Start at the line with "along each of" in the records below, stop at the line with "Results are merged", and return every line in that span exactly, the two end lines included.

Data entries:
══════════════════════════════

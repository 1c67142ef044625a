//! EV trip planner.
//!
//! This module answers: "which routes can I take, and where can I charge
//! along each of them?"
//!
//! A search fetches alternative routes, samples each route's waypoints, and
//! asks two station sources about every sample point. Results are merged
//! into one deduplicated station list per route. Amenities are looked up
//! separately, for a single station the user picks.

mod aggregate;
mod amenities;
mod config;
mod error;
mod trip;

pub use aggregate::{StationAggregator, merge_stations, sample_points};
pub use amenities::AmenityLookup;
pub use config::PlannerConfig;
pub use error::PlannerError;
pub use trip::{StationAmenities, TripPlan, TripPlanner, TripRequest};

══════════════════════════════

YOUR SOLUTION =>
//! along each of them?"
//!
//! A search fetches alternative routes, samples each route's waypoints, and
//! asks two station sources about every sample point. Results are merged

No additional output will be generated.